Work to complete:
Look over the lines below. Report each one that includes the string "BenchmarkId".

Extracted records:
------------------------------------

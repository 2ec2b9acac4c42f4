//! Benchmark suite for tuvung-core
//!
//! Run with: cargo bench

use std::hint::black_box;

use chrono::Utc;
use criterion::{criterion_group, criterion_main, BenchmarkId, Criterion};
use tuvung_core::{PartOfSpeech, QuestionGenerator, QuizMode, Status, VocabularyRecord};

fn corpus(size: usize) -> Vec<VocabularyRecord> {
    (0..size)
        .map(|i| VocabularyRecord {
            id: format!("id-{i}"),
            word: format!("word number {i}"),
            part_of_speech: PartOfSpeech::ALL[i % PartOfSpeech::ALL.len()],
            meaning: format!("meaning {i}"),
            status: Status::ToLearn,
            created_at: Utc::now(),
        })
        .collect()
}

fn bench_generate(c: &mut Criterion) {
    let mut group = c.benchmark_group("generate");
    for size in [10usize, 100, 1000] {
        let records = corpus(size);
        for mode in [QuizMode::MultipleChoice, QuizMode::Writing] {
            group.bench_with_input(BenchmarkId::new(mode.as_str(), size), &records, |b, records| {
                let mut generator = QuestionGenerator::with_seed(7);
                b.iter(|| generator.generate(black_box(records), black_box(records), mode))
            });
        }
    }
    group.finish();
}

fn bench_reveal_scaffold(c: &mut Criterion) {
    let mut generator = QuestionGenerator::with_seed(7);
    c.bench_function("reveal_scaffold", |b| {
        b.iter(|| generator.reveal_scaffold(black_box("pneumonoultramicroscopic silicovolcano")))
    });
}

criterion_group!(benches, bench_generate, bench_reveal_scaffold);
criterion_main!(benches);
//! Property-Based Tests for the quiz core
//!
//! Tests the following invariants:
//! - Ladder: one answer moves a record at most one rung, clamped at both ends
//! - Multiple choice: 4 unique options, exactly one correct, `min(10, n)` questions
//! - Reveal scaffold: index 0 and every space revealed, enough extra reveals
//! - Tally: answered count tracks the cursor through a whole session

mod common;

use proptest::prelude::*;

use common::{current_answer, memory_controller};
use tuvung_core::{
    next_status, QuestionGenerator, QuizMode, SessionState, Status, MAX_SESSION_QUESTIONS,
};

// ============================================================================
// Arbitrary Generators
// ============================================================================

fn arb_status() -> impl Strategy<Value = Status> {
    prop_oneof![
        Just(Status::ToLearn),
        Just(Status::Learning),
        Just(Status::Mastered),
    ]
}

fn arb_mode() -> impl Strategy<Value = QuizMode> {
    prop_oneof![Just(QuizMode::MultipleChoice), Just(QuizMode::Writing)]
}

fn rung(status: Status) -> i32 {
    match status {
        Status::ToLearn => 0,
        Status::Learning => 1,
        Status::Mastered => 2,
    }
}

// ============================================================================
// Properties
// ============================================================================

proptest! {
    #[test]
    fn ladder_moves_one_rung_clamped(status in arb_status(), correct in any::<bool>(), mode in arb_mode()) {
        let step = if correct { 1 } else { -1 };
        let expected = (rung(status) + step).clamp(0, 2);
        prop_assert_eq!(rung(next_status(status, correct, mode)), expected);
    }

    #[test]
    fn multiple_choice_options_are_well_formed(n in 4usize..24, seed in any::<u64>()) {
        let mut controller = memory_controller(n, Status::ToLearn);
        controller.start(Status::ToLearn, QuizMode::MultipleChoice).unwrap();
        let session = controller.session().unwrap();

        prop_assert_eq!(session.len(), n.min(MAX_SESSION_QUESTIONS));

        let mut generator = QuestionGenerator::with_seed(seed);
        let corpus = controller.store().list().unwrap();
        let questions = generator.generate(&corpus, &corpus, QuizMode::MultipleChoice).unwrap();

        for question in session.items().iter().chain(questions.iter()) {
            let options = question.options().unwrap();
            prop_assert_eq!(options.len(), 4);
            prop_assert_eq!(options.iter().filter(|o| **o == question.correct_answer).count(), 1);

            let mut unique = options.to_vec();
            unique.sort();
            unique.dedup();
            prop_assert_eq!(unique.len(), 4);
        }
    }

    #[test]
    fn reveal_scaffold_covers_first_letter_and_spaces(word in "[a-z]{1,8}( [a-z]{1,8}){0,3}", seed in any::<u64>()) {
        let mut generator = QuestionGenerator::with_seed(seed);
        let scaffold = generator.reveal_scaffold(&word);

        prop_assert_eq!(scaffold.length, word.chars().count());
        prop_assert!(scaffold.is_revealed(0));
        for (i, c) in word.chars().enumerate() {
            if c == ' ' {
                prop_assert!(scaffold.is_revealed(i));
            }
        }
        prop_assert!(scaffold.revealed.windows(2).all(|w| w[0] < w[1]));
        prop_assert!(scaffold.revealed.iter().all(|&i| i < scaffold.length));
        prop_assert_eq!(scaffold.masked(&word).chars().count(), scaffold.length);
    }

    #[test]
    fn reveal_count_without_spaces(word in "[a-z]{1,30}", seed in any::<u64>()) {
        let mut generator = QuestionGenerator::with_seed(seed);
        let scaffold = generator.reveal_scaffold(&word);
        let length = word.len();

        prop_assert!(scaffold.revealed.len() >= length.div_ceil(5));
        if length > 1 {
            prop_assert!(scaffold.revealed.len() >= 2);
        }
    }

    #[test]
    fn tally_tracks_cursor(n in 1usize..14, answers in proptest::collection::vec(any::<bool>(), 14)) {
        let mut controller = memory_controller(n, Status::ToLearn);
        controller.start(Status::ToLearn, QuizMode::Writing).unwrap();

        let mut step = 0;
        while controller.state() == SessionState::InProgress {
            let answer = if answers[step] { current_answer(&controller) } else { "?".to_string() };
            controller.submit_answer(&answer).unwrap();

            // A second submit is rejected and changes nothing
            let before = controller.session().unwrap().tally();
            prop_assert!(controller.submit_answer(&answer).is_err());
            prop_assert_eq!(controller.session().unwrap().tally(), before);

            controller.advance().unwrap();
            step += 1;

            let session = controller.session().unwrap();
            prop_assert_eq!(session.tally().answered(), session.current_index());
        }

        let result = controller.result().unwrap();
        let expected_correct = answers[..step].iter().filter(|&&a| a).count();
        prop_assert_eq!(result.total, n.min(MAX_SESSION_QUESTIONS));
        prop_assert_eq!(result.correct, expected_correct);
        prop_assert_eq!(result.correct + result.incorrect, result.total);
    }
}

------------------------------------

Task output:
use criterion::{criterion_group, criterion_main, BenchmarkId, Criterion};
            group.bench_with_input(BenchmarkId::new(mode.as_str(), size), &records, |b, records| {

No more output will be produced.